◆ Task instructions ◆
Which lines of the entries contain the string "phẩm"? Copy each of them.

(Data entries)
○ ○ ○

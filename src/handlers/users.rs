use axum::{Json, extract::State};

use crate::AppState;
use crate::handlers::respond::{ApiRejection, upstream_error};
use crate::models::user::UserListResponse;

/// Users are read-only in the admin surface; this is a straight listing.
pub async fn list_users(
    State(state): State<AppState>,
) -> Result<Json<UserListResponse>, ApiRejection> {
    let users = state.store.fetch_users().await.map_err(upstream_error)?;

    Ok(Json(UserListResponse {
        count: users.len(),
        users,
    }))
}
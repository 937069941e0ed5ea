//! Parsing and formatting of Vietnamese đồng amounts.

use rust_decimal::Decimal;

/// Parse a store-formatted amount like "1.040.000đ" into its numeric value.
/// Every non-digit character is dropped, so "520.000", "520000đ" and
/// "520,000 VND" all parse the same way. A string with no digits parses to
/// zero.
pub fn parse_amount(raw: &str) -> Decimal {
    let digits: String = raw.chars().filter(|c| c.is_ascii_digit()).collect();
    if digits.is_empty() {
        return Decimal::ZERO;
    }
    digits.parse::<Decimal>().unwrap_or(Decimal::ZERO)
}

/// Format an amount with dot thousands separators and the đồng suffix:
/// `100000` becomes `"100.000đ"`.
pub fn format_vnd(amount: Decimal) -> String {
    let rounded = amount.round();
    let negative = rounded.is_sign_negative();
    let digits = rounded.abs().to_string();

    let mut grouped = String::with_capacity(digits.len() + digits.len() / 3 + 1);
    for (i, c) in digits.chars().enumerate() {
        if i > 0 && (digits.len() - i) % 3 == 0 {
            grouped.push('.');
        }
        grouped.push(c);
    }

    if negative {
        format!("-{grouped}đ")
    } else {
        format!("{grouped}đ")
    }
}
use axum::{
    Json,
    extract::{Path, Query, State},
    http::StatusCode,
};
use serde::Deserialize;
use serde_json::Value;

use crate::AppState;
use crate::handlers::respond::{ApiRejection, bad_request, not_found, upstream_error};
use crate::models::product::{
    DeleteProductResponse, ProductKind, ProductListResponse, ProductPayload,
};
use crate::services::catalog;

#[derive(Debug, Default, Deserialize)]
pub struct ProductListQuery {
    /// Category bucket: plant, pot (or plantpot), accessory.
    pub kind: Option<String>,
    /// Case-insensitive name search.
    pub q: Option<String>,
}

pub async fn list_products(
    State(state): State<AppState>,
    Query(params): Query<ProductListQuery>,
) -> Result<Json<ProductListResponse>, ApiRejection> {
    let kind = match params.kind.as_deref() {
        None => None,
        Some(raw) => Some(
            ProductKind::from_raw(raw)
                .ok_or_else(|| bad_request(format!("Loại sản phẩm không hợp lệ: {raw}")))?,
        ),
    };

    let products = state.store.fetch_products().await.map_err(upstream_error)?;

    let bucket = catalog::products_of_kind(&products, kind);
    let filtered = catalog::filter_products(bucket, params.q.as_deref().unwrap_or(""));

    Ok(Json(ProductListResponse {
        count: filtered.len(),
        products: filtered.into_iter().cloned().collect(),
    }))
}

pub async fn create_product(
    State(state): State<AppState>,
    Json(payload): Json<ProductPayload>,
) -> Result<(StatusCode, Json<Value>), ApiRejection> {
    catalog::validate_payload(&payload).map_err(|e| bad_request(e.to_string()))?;

    let record = catalog::to_store_record(&payload, None);
    let created = state
        .store
        .create_product(&record)
        .await
        .map_err(upstream_error)?;

    Ok((StatusCode::CREATED, Json(created)))
}

pub async fn update_product(
    State(state): State<AppState>,
    Path(id): Path<String>,
    Json(payload): Json<ProductPayload>,
) -> Result<Json<Value>, ApiRejection> {
    catalog::validate_payload(&payload).map_err(|e| bad_request(e.to_string()))?;

    // Full-record replace; the id rides along in the body as the store
    // backend expects.
    let record = catalog::to_store_record(&payload, Some(id.clone()));
    let updated = state
        .store
        .update_product(&id, &record)
        .await
        .map_err(upstream_error)?
        .ok_or_else(|| not_found("Không tìm thấy sản phẩm."))?;

    Ok(Json(updated))
}

pub async fn delete_product(
    State(state): State<AppState>,
    Path(id): Path<String>,
) -> Result<Json<DeleteProductResponse>, ApiRejection> {
    let deleted = state
        .store
        .delete_product(&id)
        .await
        .map_err(upstream_error)?;

    if !deleted {
        return Err(not_found("Không tìm thấy sản phẩm."));
    }

    Ok(Json(DeleteProductResponse { id, deleted: true }))
}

○ ○ ○

◆ Answer section ◆
                .ok_or_else(|| bad_request(format!("Loại sản phẩm không hợp lệ: {raw}")))?,
        .ok_or_else(|| not_found("Không tìm thấy sản phẩm."))?;
        return Err(not_found("Không tìm thấy sản phẩm."));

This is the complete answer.